Here, we load the pre-trained ensemble models from their respective files. These models have been saved previously using the joblib library, which allows for easy storage and loading of Python objects. Ensure that the paths to the model files ('ensemble1.pkl', 'ensemble2.pkl', 'ensemble3.pkl') are correct and accessible.

In [None]:
hard_ensemble = joblib.load('ensemble-hard.pkl')
soft_ensemble = joblib.load('ensemble-soft.pkl')
stack_ensemble = joblib.load('ensemble-stacking.pkl')

ensembles = [hard_ensemble, soft_ensemble, stack_ensemble]
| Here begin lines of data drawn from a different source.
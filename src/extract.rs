//! Record extraction: derive title, snippet, language, content hash and
//! URL group from one HTML response.
//!
//! Extraction never fails outward. When the payload cannot be treated as
//! HTML the text-derived fields come back empty; the hash and URL group are
//! always computed, so the capture's URL, time and provenance are still
//! persisted.

use scraper::{ElementRef, Html, Selector};
use sha2::{Digest, Sha256};
use tracing::debug;
use url::Url;

use crate::models::ArchiveRecord;

const MAX_TITLE_CHARS: usize = 512;

/// Query parameters that vary between captures of the same page.
const VOLATILE_PARAMS: &[&str] = &[
    "fbclid",
    "gclid",
    "msclkid",
    "dclid",
    "mc_cid",
    "mc_eid",
    "_ga",
    "_gl",
    "sessionid",
    "session_id",
    "jsessionid",
    "phpsessid",
    "sid",
    "cachebust",
    "_",
];

/// Fields derived from one response record.
#[derive(Debug, Clone, Default, PartialEq, Eq)]
pub struct Extraction {
    pub text: String,
    pub title: String,
    pub snippet: String,
    pub language: String,
    pub content_hash: String,
    pub normalized_url_group: String,
}

#[derive(Debug, thiserror::Error)]
enum ExtractError {
    #[error("payload looks binary")]
    Binary,
    #[error("payload is empty")]
    Empty,
}

pub fn extract(record: &ArchiveRecord, snippet_chars: usize) -> Extraction {
    let content_hash = content_hash(&record.body);
    let normalized_url_group = normalize_url_group(&record.target_uri);

    match extract_html(record, snippet_chars) {
        Ok(derived) => Extraction {
            content_hash,
            normalized_url_group,
            ..derived
        },
        Err(e) => {
            debug!(record_id = %record.record_id, url = %record.target_uri, error = %e, "no text extracted");
            Extraction {
                content_hash,
                normalized_url_group,
                ..Default::default()
            }
        }
    }
}

fn extract_html(record: &ArchiveRecord, snippet_chars: usize) -> Result<Extraction, ExtractError> {
    if record.body.is_empty() {
        return Err(ExtractError::Empty);
    }
    let sample = &record.body[..record.body.len().min(1024)];
    if sample.iter().filter(|&&b| b == 0).count() > 8 {
        return Err(ExtractError::Binary);
    }

    let source = decode_body(&record.body, record.header("content-type"));
    let document = Html::parse_document(&source);

    let text = visible_text(&document);
    let title = extract_title(&document)
        .map(|t| truncate_chars(&t, MAX_TITLE_CHARS))
        .unwrap_or_default();
    let description = meta_content(&document, "name", "description")
        .or_else(|| meta_content(&document, "property", "og:description"));
    let snippet = make_snippet(description.as_deref().unwrap_or(&text), snippet_chars);
    let language = declared_language(&document)
        .or_else(|| record.header("content-language").and_then(primary_subtag))
        .or_else(|| guess_language(&text))
        .unwrap_or_default();

    Ok(Extraction {
        text,
        title,
        snippet,
        language,
        ..Default::default()
    })
}

/// SHA-256 of the delivered body bytes, hex encoded.
pub fn content_hash(body: &[u8]) -> String {
    let mut hasher = Sha256::new();
    hasher.update(body);
    format!("{:x}", hasher.finalize())
}

/// Canonical key for "the same page at different times".
///
/// Drops the fragment, volatile query parameters and `;jsessionid=` path
/// parameters, sorts what is left of the query, lowercases the path, and
/// strips a trailing slash. Unparseable input falls back to trimmed,
/// lowercased text.
pub fn normalize_url_group(raw: &str) -> String {
    let raw = raw.trim();
    let Ok(mut url) = Url::parse(raw) else {
        return raw.to_ascii_lowercase();
    };

    url.set_fragment(None);

    let mut pairs: Vec<(String, String)> = url
        .query_pairs()
        .filter(|(key, _)| !is_volatile(key))
        .map(|(k, v)| (k.into_owned(), v.into_owned()))
        .collect();
    pairs.sort();
    if pairs.is_empty() {
        url.set_query(None);
    } else {
        url.query_pairs_mut().clear().extend_pairs(pairs.iter());
    }

    let mut path = url.path().to_lowercase();
    if let Some(pos) = path.find(";jsessionid=") {
        path.truncate(pos);
    }
    while path.len() > 1 && path.ends_with('/') {
        path.pop();
    }
    url.set_path(&path);

    url.to_string()
}

fn is_volatile(key: &str) -> bool {
    let key = key.to_ascii_lowercase();
    key.starts_with("utm_") || VOLATILE_PARAMS.contains(&key.as_str())
}

fn decode_body(body: &[u8], content_type: Option<&str>) -> String {
    let charset = content_type
        .and_then(|ct| {
            ct.split(';')
                .filter_map(|p| p.trim().split_once('='))
                .find(|(k, _)| k.trim().eq_ignore_ascii_case("charset"))
                .map(|(_, v)| v.trim().trim_matches('"').to_ascii_lowercase())
        })
        .unwrap_or_default();

    match charset.as_str() {
        // Single-byte Western encodings map byte-for-byte onto U+0000..U+00FF
        "iso-8859-1" | "latin1" | "latin-1" | "windows-1252" | "cp1252" => {
            body.iter().map(|&b| b as char).collect()
        }
        _ => String::from_utf8_lossy(body).into_owned(),
    }
}

fn selector(css: &str) -> Option<Selector> {
    Selector::parse(css).ok()
}

fn element_text(el: ElementRef<'_>) -> String {
    collapse_whitespace(&el.text().collect::<Vec<_>>().join(" "))
}

fn extract_title(document: &Html) -> Option<String> {
    for css in ["title", "h1"] {
        if let Some(sel) = selector(css) {
            if let Some(text) = document
                .select(&sel)
                .map(element_text)
                .find(|t| !t.is_empty())
            {
                return Some(text);
            }
        }
    }
    meta_content(document, "property", "og:title")
}

fn meta_content(document: &Html, attr: &str, value: &str) -> Option<String> {
    let sel = selector(&format!("meta[{}='{}']", attr, value))?;
    document
        .select(&sel)
        .filter_map(|el| el.value().attr("content"))
        .map(collapse_whitespace)
        .find(|s| !s.is_empty())
}

fn visible_text(document: &Html) -> String {
    let root = selector("body")
        .and_then(|sel| document.select(&sel).next())
        .unwrap_or_else(|| document.root_element());

    let mut parts: Vec<&str> = Vec::new();
    for node in root.descendants() {
        let Some(text) = node.value().as_text() else {
            continue;
        };
        let hidden = node.ancestors().any(|a| {
            a.value().as_element().is_some_and(|e| {
                matches!(e.name(), "script" | "style" | "noscript" | "template")
            })
        });
        let trimmed = text.trim();
        if !hidden && !trimmed.is_empty() {
            parts.push(trimmed);
        }
    }
    collapse_whitespace(&parts.join(" "))
}

fn declared_language(document: &Html) -> Option<String> {
    selector("html")
        .and_then(|sel| document.select(&sel).next())
        .and_then(|el| el.value().attr("lang").or_else(|| el.value().attr("xml:lang")))
        .and_then(primary_subtag)
        .or_else(|| {
            meta_content(document, "http-equiv", "content-language")
                .as_deref()
                .and_then(primary_subtag)
        })
}

/// `"en-CA"` → `"en"`; first entry of a list wins.
fn primary_subtag(tag: &str) -> Option<String> {
    let first = tag.split(',').next()?.trim();
    let primary = first.split(['-', '_']).next()?.trim().to_ascii_lowercase();
    if primary.len() >= 2 && primary.len() <= 3 && primary.chars().all(|c| c.is_ascii_alphabetic())
    {
        Some(primary)
    } else {
        None
    }
}

const STOPWORDS: &[(&str, &[&str])] = &[
    ("en", &["the", "and", "of", "to", "is", "in", "for", "with", "that", "on"]),
    ("fr", &["le", "la", "les", "et", "des", "du", "est", "pour", "dans", "une"]),
    ("es", &["el", "los", "las", "y", "del", "es", "para", "con", "una", "por"]),
    ("de", &["der", "die", "das", "und", "ist", "nicht", "mit", "für", "ein", "auf"]),
];

/// Stopword vote over the first few hundred words. Needs a clear winner.
fn guess_language(text: &str) -> Option<String> {
    let words: Vec<String> = text
        .split(|c: char| !c.is_alphabetic())
        .filter(|w| !w.is_empty())
        .take(500)
        .map(|w| w.to_lowercase())
        .collect();
    if words.len() < 5 {
        return None;
    }

    let mut scores: Vec<(&str, usize)> = STOPWORDS
        .iter()
        .map(|(lang, stops)| {
            let hits = words.iter().filter(|w| stops.contains(&w.as_str())).count();
            (*lang, hits)
        })
        .collect();
    scores.sort_by(|a, b| b.1.cmp(&a.1));

    let (best, best_hits) = scores[0];
    let runner_up = scores.get(1).map(|s| s.1).unwrap_or(0);
    if best_hits >= 2 && best_hits > runner_up {
        Some(best.to_string())
    } else {
        None
    }
}

fn make_snippet(text: &str, max_chars: usize) -> String {
    let text = collapse_whitespace(text);
    if text.chars().count() <= max_chars {
        return text;
    }
    let budget = max_chars.saturating_sub(1);
    let cut = truncate_chars(&text, budget);
    let cut = match cut.rfind(' ') {
        Some(pos) if pos > budget / 2 => cut[..pos].to_string(),
        _ => cut,
    };
    format!("{}…", cut.trim_end())
}

fn truncate_chars(text: &str, max_chars: usize) -> String {
    text.chars().take(max_chars).collect()
}

fn collapse_whitespace(text: &str) -> String {
    text.split_whitespace().collect::<Vec<_>>().join(" ")
}
//! Capture supervision.
//!
//! A [`CaptureSupervisor`] runs the external capture tool for one job and
//! reports a [`CaptureDisposition`]. The orchestrator only ever sees the
//! disposition; it never inspects OS errors itself.
//!
//! [`ProcessSupervisor`] distinguishes a tool that launched and exited
//! nonzero from an environment that prevented launch. Only errors preparing
//! the output directory are checked against [`InfraErrorKind`]; a command
//! that cannot be spawned or waited on is a capture failure and consumes
//! retry budget.
//!
//! While the tool runs, the job row is re-read every
//! `capture.status_check_secs`. If something else moved the job out of
//! `running` (a recovery coordinator, usually), the child is killed and the
//! supervisor reports [`CaptureDisposition::Released`].

use async_trait::async_trait;
use chrono::Utc;
use serde_json::Value;
use std::collections::VecDeque;
use std::path::Path;
use std::process::{ExitStatus, Stdio};
use std::time::Duration;
use tokio::io::{AsyncBufReadExt, AsyncRead, BufReader};
use tokio::process::{Child, Command};
use tokio::sync::mpsc;
use tokio::time::MissedTickBehavior;
use tracing::{debug, info, warn};

use crate::config::CaptureConfig;
use crate::error::InfraErrorKind;
use crate::jobs::JobStore;
use crate::models::{CrawlProgress, Job, JobStatus};

const TAIL_LINES: usize = 5;
const LINE_BUFFER: usize = 256;
const WRITE_CHECK_FILE: &str = ".arh-write-check";

/// How one capture attempt ended.
#[derive(Debug, Clone, PartialEq, Eq)]
pub enum CaptureDisposition {
    /// Exit code 0. Carries the last progress counters seen, if any.
    Success { progress: Option<CrawlProgress> },
    /// The tool ran and failed, or could not be launched. `exit_code` is
    /// `None` when there is no code to report.
    CaptureFailure {
        exit_code: Option<i64>,
        detail: String,
    },
    /// A recognised environmental failure on the output directory.
    InfrastructureFailure { kind: InfraErrorKind, detail: String },
    /// The job left `running` while the tool was still going; the child was
    /// killed and the attempt has no outcome to record.
    Released { status: JobStatus },
}

#[async_trait]
pub trait CaptureSupervisor: Send + Sync {
    /// Run the capture for `job` to completion. Progress is reported through
    /// `store` on a best-effort basis.
    async fn run(&self, job: &Job, store: &JobStore) -> CaptureDisposition;
}

/// Runs the configured capture command as a child process.
pub struct ProcessSupervisor {
    settings: CaptureConfig,
}

impl ProcessSupervisor {
    pub fn new(settings: CaptureConfig) -> Self {
        Self { settings }
    }
}

#[async_trait]
impl CaptureSupervisor for ProcessSupervisor {
    async fn run(&self, job: &Job, store: &JobStore) -> CaptureDisposition {
        if let Err(e) = prepare_output_dir(&job.output_dir).await {
            return classify_prepare_error(&job.output_dir, e);
        }

        let args = render_args(&self.settings, job);
        info!(job_id = %job.id, command = %self.settings.command, ?args, "launching capture");

        let mut child = match Command::new(&self.settings.command)
            .args(&args)
            .current_dir(&job.output_dir)
            .stdin(Stdio::null())
            .stdout(Stdio::piped())
            .stderr(Stdio::piped())
            .kill_on_drop(true)
            .spawn()
        {
            Ok(child) => child,
            Err(e) => return launch_failure(&self.settings.command, "could not be started", e),
        };

        let (tx, mut lines) = mpsc::channel::<String>(LINE_BUFFER);
        if let Some(stdout) = child.stdout.take() {
            tokio::spawn(forward_lines(stdout, tx.clone()));
        }
        if let Some(stderr) = child.stderr.take() {
            tokio::spawn(forward_lines(stderr, tx.clone()));
        }
        drop(tx);

        let mut status_check =
            tokio::time::interval(Duration::from_secs(self.settings.status_check_secs));
        status_check.set_missed_tick_behavior(MissedTickBehavior::Delay);
        status_check.tick().await;

        let mut tail: VecDeque<String> = VecDeque::with_capacity(TAIL_LINES);
        let mut last: Option<CrawlProgress> = None;
        let mut streams_open = true;

        let exit = loop {
            tokio::select! {
                line = lines.recv(), if streams_open => match line {
                    Some(line) => {
                        debug!(target: "capture", job_id = %job.id, "{}", line);
                        if let Some(progress) = parse_progress(&line) {
                            let advanced = last
                                .map(|p| progress.pages_crawled > p.pages_crawled)
                                .unwrap_or(true);
                            if advanced {
                                if let Err(e) = store.record_progress(&job.id, progress, Utc::now()).await {
                                    warn!(job_id = %job.id, error = %e, "failed to record crawl progress");
                                }
                            }
                            last = Some(progress);
                        }
                        if tail.len() == TAIL_LINES {
                            tail.pop_front();
                        }
                        tail.push_back(line);
                    }
                    None => streams_open = false,
                },
                exit = child.wait(), if !streams_open => break exit,
                _ = status_check.tick() => {
                    if let Some(status) = released(store, &job.id).await {
                        stop_child(&mut child, &job.id, status).await;
                        return CaptureDisposition::Released { status };
                    }
                }
            }
        };

        let status: ExitStatus = match exit {
            Ok(status) => status,
            Err(e) => return launch_failure(&self.settings.command, "could not be waited on", e),
        };

        if status.success() {
            info!(job_id = %job.id, "capture exited successfully");
            return CaptureDisposition::Success { progress: last };
        }

        let exit_code = status.code().map(i64::from);
        let mut detail = format!("capture exited with {}", status);
        if let Some(line) = tail.back() {
            detail.push_str(": ");
            detail.push_str(line);
        }
        warn!(job_id = %job.id, exit_code = ?exit_code, "capture failed");
        CaptureDisposition::CaptureFailure { exit_code, detail }
    }
}

/// Forward output lines from one pipe until EOF. Bytes that are not UTF-8
/// are replaced rather than ending the stream, so the pipe is always
/// drained.
async fn forward_lines<R: AsyncRead + Unpin>(stream: R, tx: mpsc::Sender<String>) {
    let mut reader = BufReader::new(stream);
    let mut buf = Vec::new();
    loop {
        buf.clear();
        match reader.read_until(b'\n', &mut buf).await {
            Ok(0) => break,
            Ok(_) => {
                let line = String::from_utf8_lossy(&buf)
                    .trim_end_matches(['\r', '\n'])
                    .to_string();
                if tx.send(line).await.is_err() {
                    break;
                }
            }
            Err(e) => {
                debug!(error = %e, "capture output stream closed");
                break;
            }
        }
    }
}

/// The stored status when the job is no longer `running`.
async fn released(store: &JobStore, job_id: &str) -> Option<JobStatus> {
    match store.get_job(job_id).await {
        Ok(Some(current)) if current.status != JobStatus::Running => Some(current.status),
        Ok(_) => None,
        Err(e) => {
            warn!(job_id, error = %e, "could not re-read job status during capture");
            None
        }
    }
}

async fn stop_child(child: &mut Child, job_id: &str, status: JobStatus) {
    warn!(job_id, status = %status, "job left running during capture, stopping the capture tool");
    if let Err(e) = child.kill().await {
        warn!(job_id, error = %e, "failed to kill capture tool");
    }
}

/// Make sure the output directory exists and is writable before launch.
async fn prepare_output_dir(dir: &Path) -> std::io::Result<()> {
    tokio::fs::create_dir_all(dir).await?;
    tokio::fs::metadata(dir).await?;
    let marker = dir.join(WRITE_CHECK_FILE);
    tokio::fs::write(&marker, b"").await?;
    tokio::fs::remove_file(&marker).await?;
    Ok(())
}

fn classify_prepare_error(dir: &Path, err: std::io::Error) -> CaptureDisposition {
    let detail = format!("{}: {}", dir.display(), err);
    match InfraErrorKind::classify(&err) {
        Some(kind) => {
            warn!(output_dir = %dir.display(), kind = %kind, error = %err, "infrastructure failure before capture");
            CaptureDisposition::InfrastructureFailure { kind, detail }
        }
        None => {
            warn!(output_dir = %dir.display(), error = %err, "output directory could not be prepared");
            CaptureDisposition::CaptureFailure {
                exit_code: None,
                detail,
            }
        }
    }
}

fn launch_failure(command: &str, what: &str, err: std::io::Error) -> CaptureDisposition {
    warn!(command, error = %err, "capture command {}", what);
    CaptureDisposition::CaptureFailure {
        exit_code: None,
        detail: format!("capture command {} {}: {}", command, what, err),
    }
}

/// Expand the argument template for `job`.
///
/// Placeholders: `{seeds}` (comma separated), `{output_dir}`, `{job_id}`,
/// `{job_name}`, `{workers}`, `{allowed_hosts}`, `{path_prefixes}`,
/// `{stall_timeout_mins}`, `{restart_budget}`. An argument that expands to
/// an empty string is dropped together with a preceding `--flag`.
pub fn render_args(settings: &CaptureConfig, job: &Job) -> Vec<String> {
    let opt = |v: Option<u32>| v.map(|n| n.to_string()).unwrap_or_default();
    let values = [
        ("{seeds}", job.seeds.join(",")),
        ("{output_dir}", job.output_dir.display().to_string()),
        ("{job_id}", job.id.clone()),
        ("{job_name}", job.name.clone()),
        ("{workers}", job.options.workers.to_string()),
        ("{allowed_hosts}", job.scope.allowed_hosts.join(",")),
        ("{path_prefixes}", job.scope.path_prefixes.join(",")),
        ("{stall_timeout_mins}", opt(job.options.stall_timeout_mins)),
        ("{restart_budget}", opt(job.options.restart_budget)),
    ];

    let mut args: Vec<String> = Vec::with_capacity(settings.args.len());
    for template in &settings.args {
        let mut rendered = template.clone();
        for (key, value) in &values {
            rendered = rendered.replace(key, value);
        }
        if rendered.is_empty() && !template.is_empty() {
            if args.last().is_some_and(|prev| prev.starts_with("--")) {
                args.pop();
            }
            continue;
        }
        args.push(rendered);
    }
    args
}

/// Recognise a crawl-status line in the capture tool's output.
///
/// Accepts the JSON log form
/// `{"context":"crawlStatus","details":{"crawled":N,"total":M,"failed":F}}`
/// and the plain form `crawled: N/M` (optionally followed by `failed: F`).
pub fn parse_progress(line: &str) -> Option<CrawlProgress> {
    let line = line.trim();
    if line.starts_with('{') {
        let value: Value = serde_json::from_str(line).ok()?;
        if value.get("context")?.as_str()? != "crawlStatus" {
            return None;
        }
        let details = value.get("details")?;
        let field = |name: &str| details.get(name).and_then(Value::as_i64).unwrap_or(0);
        return Some(CrawlProgress {
            pages_crawled: details.get("crawled")?.as_i64()?,
            pages_total: field("total"),
            pages_failed: field("failed"),
        });
    }

    let lower = line.to_ascii_lowercase();
    let rest = &lower[lower.find("crawled:")? + "crawled:".len()..];
    let mut parts = rest.trim_start().splitn(2, '/');
    let crawled: i64 = leading_number(parts.next()?)?;
    let total = parts.next().and_then(leading_number).unwrap_or(0);
    let failed = lower
        .find("failed:")
        .and_then(|i| leading_number(lower[i + "failed:".len()..].trim_start()))
        .unwrap_or(0);

    Some(CrawlProgress {
        pages_crawled: crawled,
        pages_total: total,
        pages_failed: failed,
    })
}

fn leading_number(s: &str) -> Option<i64> {
    let digits: String = s.chars().take_while(|c| c.is_ascii_digit()).collect();
    digits.parse().ok()
}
## Define Input Data and True Labels

In this cell, we define the input data on which we want to make predictions. This data consists of a list of text samples. Additionally, we specify the true labels for these samples, which are required to evaluate the performance of our models. Replace the placeholder true labels with the actual labels corresponding to your input data.

In [None]:
quotes = [
    "Gago ka putang ina", 
    'OIDAjodiajisjdai', 
    "You are a fucking bitch", 
    "NAKO  NAHIYA  YUNG  KAPAL  NG  PERA  NI  BINAY ", 
    "fuck you binay gago ka",
]

true_labels = np.array([1, 0, 1, 1, 1])  # Example placeholder labels

## Predictions and Metrics Evaluation

For each of the loaded ensemble models, we perform the following steps:
- Obtain final predictions for the input data. For hard voting classifiers, we directly use the 'predict' method. For soft voting classifiers or other ensemble types, we use the 'predict_proba' method and then derive predictions based on the highest probability.
- Evaluate the models' predictions using four metrics: accuracy, recall, precision, and F1 score. These metrics provide a holistic view of the models' performance, indicating not only their overall correctness (accuracy) but also how well they manage positive class predictions (recall and precision) and the balance between recall and precision (F1 score).

In [None]:
for idx, ensemble in enumerate(ensembles, start=1):
    print(f"=== Ensemble Model {idx} ===")
    
    # Final ensemble predictions
    if isinstance(ensemble, VotingClassifier) and ensemble.voting == 'hard':
        predictions = ensemble.predict(quotes)
    else:
        # Assuming binary classification and taking the class with the higher probability
        predictions_proba = ensemble.predict_proba(quotes)
        predictions = np.argmax(predictions_proba, axis=1)
    
    # Metrics evaluation
    accuracy = accuracy_score(true_labels, predictions)
    recall = recall_score(true_labels, predictions)
    precision = precision_score(true_labels, predictions)
    f1 = f1_score(true_labels, predictions)
    
    print(f"Accuracy: {accuracy}")
    print(f"Recall: {recall}")
    print(f"Precision: {precision}")
    print(f"F1 Score: {f1}\n")